## What the exercise asks
Make an exact copy of the lines below.
Provided material below:
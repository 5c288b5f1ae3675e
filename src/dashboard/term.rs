//! Terminal rendering
//!
//! Plain-text rendering of a [`SectionView`] for the `dstat` binary. The
//! chart becomes a sparkline of the committed vertices.

use std::fmt::Write;

use super::cards::MetricCard;
use super::nav::{Navigation, NAV_ITEMS};
use super::shell::{ChartPanel, Panel, SectionView};
use crate::chart::ChartFrame;

const SPARK_LEVELS: [char; 8] = ['▁', '▂', '▃', '▄', '▅', '▆', '▇', '█'];

/// Widest sparkline drawn; older vertices are cut from the left
pub const MAX_SPARKLINE_WIDTH: usize = 72;

/// Render the whole screen
pub fn render_screen(view: &SectionView, navigation: &Navigation, refreshing: bool) -> String {
    let mut out = String::new();

    let _ = write!(out, "DSTAT · {}", view.heading);
    if let Some(status) = &view.status {
        let _ = write!(out, "  [{}]", status);
    }
    if refreshing {
        out.push_str("  refreshing…");
    }
    out.push('\n');

    out.push_str(&render_nav(navigation));
    out.push('\n');

    for panel in &view.panels {
        out.push('\n');
        match panel {
            Panel::Cards(cards) => {
                for card in cards {
                    out.push_str(&render_card(card));
                    out.push('\n');
                }
            }
            Panel::Chart(chart) => out.push_str(&render_chart(chart)),
            Panel::Placeholder { title, message } => {
                let _ = writeln!(out, "  {}: {}", title, message);
            }
        }
    }

    out.push_str("\n[1-6] section  [r] refresh  [t] toggle menu  [q] quit\n");
    out
}

/// Sidebar as one line; collapsed shows numbers only
pub fn render_nav(navigation: &Navigation) -> String {
    NAV_ITEMS
        .iter()
        .enumerate()
        .map(|(i, section)| {
            let text = if navigation.is_expanded() {
                format!("{} {}", i + 1, section.label())
            } else {
                (i + 1).to_string()
            };
            if *section == navigation.active() {
                format!("[{}]", text)
            } else {
                format!(" {} ", text)
            }
        })
        .collect::<Vec<_>>()
        .join(" ")
}

pub fn render_card(card: &MetricCard) -> String {
    let mut line = format!("  {:<16} {:>12}", card.title, card.value);
    if let Some(trend_value) = &card.trend_value {
        let _ = write!(line, " {} {}", card.trend.symbol(), trend_value);
    }
    let _ = write!(line, "  ({})", card.status);
    line
}

fn render_chart(chart: &ChartPanel) -> String {
    let frame = &chart.frame;
    let mut out = String::new();
    let _ = writeln!(out, "  {}", chart.title);

    if frame.paths.is_empty() {
        out.push_str("  (no data)\n");
        return out;
    }

    let spark = sparkline(frame);
    let _ = writeln!(
        out,
        "  {:>6} ┤ {}",
        frame.y_labels.start,
        spark
    );
    let _ = writeln!(
        out,
        "  {:>6} ┤ {} … {} … {}",
        frame.y_labels.end, frame.x_labels.start, frame.x_labels.middle, frame.x_labels.end
    );
    out
}

/// One block character per vertex, taller for higher values
pub fn sparkline(frame: &ChartFrame) -> String {
    let vertices = &frame.paths.vertices;
    let skip = vertices.len().saturating_sub(MAX_SPARKLINE_WIDTH);

    vertices
        .iter()
        .skip(skip)
        .map(|v| {
            // y runs from 100 (minimum) up to 20 (maximum)
            let level = ((100.0 - v.y) / 80.0 * 7.0).round().clamp(0.0, 7.0) as usize;
            SPARK_LEVELS[level]
        })
        .collect()
}

#[cfg(test)]
mod tests {
    use super::*;
    use crate::chart::{AxisLabels, ChartStyle, Interpolation, PathBuilder};
    use crate::dashboard::nav::Section;
    use crate::model::{DataPoint, Series};

    fn frame(values: &[f64]) -> ChartFrame {
        let series: Series = values
            .iter()
            .enumerate()
            .map(|(i, v)| DataPoint::labelled(*v, format!("t{}", i)))
            .collect();
        ChartFrame {
            paths: PathBuilder::new(Interpolation::Smooth).build(&series),
            x_labels: AxisLabels::x_axis(&series),
            y_labels: AxisLabels::y_axis(&series),
            point_count: series.len(),
            transitioning: false,
        }
    }

    #[test]
    fn test_sparkline_levels() {
        assert_eq!(sparkline(&frame(&[5.0, 15.0, 5.0])), "▁█▁");
        assert_eq!(sparkline(&frame(&[])), "");
    }

    #[test]
    fn test_sparkline_is_capped() {
        let values: Vec<f64> = (0..100).map(|v| v as f64).collect();
        assert_eq!(sparkline(&frame(&values)).chars().count(), MAX_SPARKLINE_WIDTH);
    }

    #[test]
    fn test_nav_marks_active() {
        let mut nav = Navigation::new();
        nav.select(Section::Charts);
        let line = render_nav(&nav);
        assert!(line.contains("[2 Charts]"));

        nav.toggle();
        assert!(render_nav(&nav).contains("[2]"));
    }

    #[test]
    fn test_screen_contains_panels() {
        let view = SectionView {
            section: Section::Dashboard,
            heading: "Real Analytics Dashboard".to_string(),
            panels: vec![
                Panel::Cards(vec![MetricCard::new("Current RPS", "5", "zap")]),
                Panel::Chart(ChartPanel {
                    title: "Requests per second (RPS)".to_string(),
                    height: 300,
                    style: ChartStyle::default(),
                    frame: frame(&[1.0, 2.0, 3.0]),
                }),
            ],
            status: Some("healthy".to_string()),
        };

        let screen = render_screen(&view, &Navigation::new(), true);
        assert!(screen.contains("[healthy]"));
        assert!(screen.contains("refreshing"));
        assert!(screen.contains("Current RPS"));
        assert!(screen.contains("t0 … t1 … t2"));
    }
}
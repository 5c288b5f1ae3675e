//! Dashboard Pages
//!
//! - GET / - Dashboard section
//! - GET /section/:id - Any section; unknown ids fall back to the dashboard

use axum::{
    extract::{Path, Query, State},
    response::Html,
};
use serde::Deserialize;
use std::sync::Arc;

use crate::dashboard::{compose, render_page, PageOptions, Section};
use crate::server::state::AppState;

#[derive(Debug, Default, Deserialize)]
pub struct PageQuery {
    /// "collapsed" hides the sidebar labels
    pub nav: Option<String>,
}

/// GET /
pub async fn index(State(state): State<Arc<AppState>>, Query(query): Query<PageQuery>) -> Html<String> {
    Html(render(&state, Section::Dashboard, &query))
}

/// GET /section/:id
pub async fn section(
    State(state): State<Arc<AppState>>,
    Path(id): Path<String>,
    Query(query): Query<PageQuery>,
) -> Html<String> {
    Html(render(&state, Section::from_id(&id), &query))
}

fn render(state: &AppState, section: Section, query: &PageQuery) -> String {
    let snapshot = state.poller.current();
    let view = compose(
        section,
        snapshot.as_deref(),
        &state.view.frame(),
        &state.config.chart,
    );

    let options = PageOptions {
        expanded: query.nav.as_deref() != Some("collapsed"),
        refresh_secs: Some(state.config.page_refresh_secs),
    };
    render_page(&view, options)
}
End of Provided material.
## Result
repository 5c288b5f1ae3675e
filename src/dashboard/term.rs
//! Terminal rendering
//!
//! Plain-text rendering of a [`SectionView`] for the `dstat` binary. The
//! chart becomes a sparkline of the committed vertices.

use std::fmt::Write;

use super::cards::MetricCard;
use super::nav::{Navigation, NAV_ITEMS};
use super::shell::{ChartPanel, Panel, SectionView};
use crate::chart::ChartFrame;

const SPARK_LEVELS: [char; 8] = ['▁', '▂', '▃', '▄', '▅', '▆', '▇', '█'];

/// Widest sparkline drawn; older vertices are cut from the left
pub const MAX_SPARKLINE_WIDTH: usize = 72;

/// Render the whole screen
pub fn render_screen(view: &SectionView, navigation: &Navigation, refreshing: bool) -> String {
    let mut out = String::new();

    let _ = write!(out, "DSTAT · {}", view.heading);
    if let Some(status) = &view.status {
        let _ = write!(out, "  [{}]", status);
    }
    if refreshing {
        out.push_str("  refreshing…");
    }
    out.push('\n');

    out.push_str(&render_nav(navigation));
    out.push('\n');

    for panel in &view.panels {
        out.push('\n');
        match panel {
            Panel::Cards(cards) => {
                for card in cards {
                    out.push_str(&render_card(card));
                    out.push('\n');
                }
            }
            Panel::Chart(chart) => out.push_str(&render_chart(chart)),
            Panel::Placeholder { title, message } => {
                let _ = writeln!(out, "  {}: {}", title, message);
            }
        }
    }

    out.push_str("\n[1-6] section  [r] refresh  [t] toggle menu  [q] quit\n");
    out
}

/// Sidebar as one line; collapsed shows numbers only
pub fn render_nav(navigation: &Navigation) -> String {
    NAV_ITEMS
        .iter()
        .enumerate()
        .map(|(i, section)| {
            let text = if navigation.is_expanded() {
                format!("{} {}", i + 1, section.label())
            } else {
                (i + 1).to_string()
            };
            if *section == navigation.active() {
                format!("[{}]", text)
            } else {
                format!(" {} ", text)
            }
        })
        .collect::<Vec<_>>()
        .join(" ")
}

pub fn render_card(card: &MetricCard) -> String {
    let mut line = format!("  {:<16} {:>12}", card.title, card.value);
    if let Some(trend_value) = &card.trend_value {
        let _ = write!(line, " {} {}", card.trend.symbol(), trend_value);
    }
    let _ = write!(line, "  ({})", card.status);
    line
}

fn render_chart(chart: &ChartPanel) -> String {
    let frame = &chart.frame;
    let mut out = String::new();
    let _ = writeln!(out, "  {}", chart.title);

    if frame.paths.is_empty() {
        out.push_str("  (no data)\n");
        return out;
    }

    let spark = sparkline(frame);
    let _ = writeln!(
        out,
        "  {:>6} ┤ {}",
        frame.y_labels.start,
        spark
    );
    let _ = writeln!(
        out,
        "  {:>6} ┤ {} … {} … {}",
        frame.y_labels.end, frame.x_labels.start, frame.x_labels.middle, frame.x_labels.end
    );
    out
}

/// One block character per vertex, taller for higher values
pub fn sparkline(frame: &ChartFrame) -> String {
    let vertices = &frame.paths.vertices;
    let skip = vertices.len().saturating_sub(MAX_SPARKLINE_WIDTH);

    vertices
        .iter()
        .skip(skip)
        .map(|v| {
            // y runs from 100 (minimum) up to 20 (maximum)
            let level = ((100.0 - v.y) / 80.0 * 7.0).round().clamp(0.0, 7.0) as usize;
            SPARK_LEVELS[level]
        })
        .collect()
}

#[cfg(test)]
mod tests {
    use super::*;
    use crate::chart::{AxisLabels, ChartStyle, Interpolation, PathBuilder};
    use crate::dashboard::nav::Section;
    use crate::model::{DataPoint, Series};

    fn frame(values: &[f64]) -> ChartFrame {
        let series: Series = values
            .iter()
            .enumerate()
            .map(|(i, v)| DataPoint::labelled(*v, format!("t{}", i)))
            .collect();
        ChartFrame {
            paths: PathBuilder::new(Interpolation::Smooth).build(&series),
            x_labels: AxisLabels::x_axis(&series),
            y_labels: AxisLabels::y_axis(&series),
            point_count: series.len(),
            transitioning: false,
        }
    }

    #[test]
    fn test_sparkline_levels() {
        assert_eq!(sparkline(&frame(&[5.0, 15.0, 5.0])), "▁█▁");
        assert_eq!(sparkline(&frame(&[])), "");
    }

    #[test]
    fn test_sparkline_is_capped() {
        let values: Vec<f64> = (0..100).map(|v| v as f64).collect();
        assert_eq!(sparkline(&frame(&values)).chars().count(), MAX_SPARKLINE_WIDTH);
    }

    #[test]
    fn test_nav_marks_active() {
        let mut nav = Navigation::new();
        nav.select(Section::Charts);
        let line = render_nav(&nav);
        assert!(line.contains("[2 Charts]"));

        nav.toggle();
        assert!(render_nav(&nav).contains("[2]"));
    }

    #[test]
    fn test_screen_contains_panels() {
        let view = SectionView {
            section: Section::Dashboard,
            heading: "Real Analytics Dashboard".to_string(),
            panels: vec![
                Panel::Cards(vec![MetricCard::new("Current RPS", "5", "zap")]),
                Panel::Chart(ChartPanel {
                    title: "Requests per second (RPS)".to_string(),
                    height: 300,
                    style: ChartStyle::default(),
                    frame: frame(&[1.0, 2.0, 3.0]),
                }),
            ],
            status: Some("healthy".to_string()),
        };

        let screen = render_screen(&view, &Navigation::new(), true);
        assert!(screen.contains("[healthy]"));
        assert!(screen.contains("refreshing"));
        assert!(screen.contains("Current RPS"));
        assert!(screen.contains("t0 … t1 … t2"));
    }
}
repository 5c288b5f1ae3675e
//! Dashboard Pages
//!
//! - GET / - Dashboard section
//! - GET /section/:id - Any section; unknown ids fall back to the dashboard

use axum::{
    extract::{Path, Query, State},
    response::Html,
};
use serde::Deserialize;
use std::sync::Arc;

use crate::dashboard::{compose, render_page, PageOptions, Section};
use crate::server::state::AppState;

#[derive(Debug, Default, Deserialize)]
pub struct PageQuery {
    /// "collapsed" hides the sidebar labels
    pub nav: Option<String>,
}

/// GET /
pub async fn index(State(state): State<Arc<AppState>>, Query(query): Query<PageQuery>) -> Html<String> {
    Html(render(&state, Section::Dashboard, &query))
}

/// GET /section/:id
pub async fn section(
    State(state): State<Arc<AppState>>,
    Path(id): Path<String>,
    Query(query): Query<PageQuery>,
) -> Html<String> {
    Html(render(&state, Section::from_id(&id), &query))
}

fn render(state: &AppState, section: Section, query: &PageQuery) -> String {
    let snapshot = state.poller.current();
    let view = compose(
        section,
        snapshot.as_deref(),
        &state.view.frame(),
        &state.config.chart,
    );

    let options = PageOptions {
        expanded: query.nav.as_deref() != Some("collapsed"),
        refresh_secs: Some(state.config.page_refresh_secs),
    };
    render_page(&view, options)
}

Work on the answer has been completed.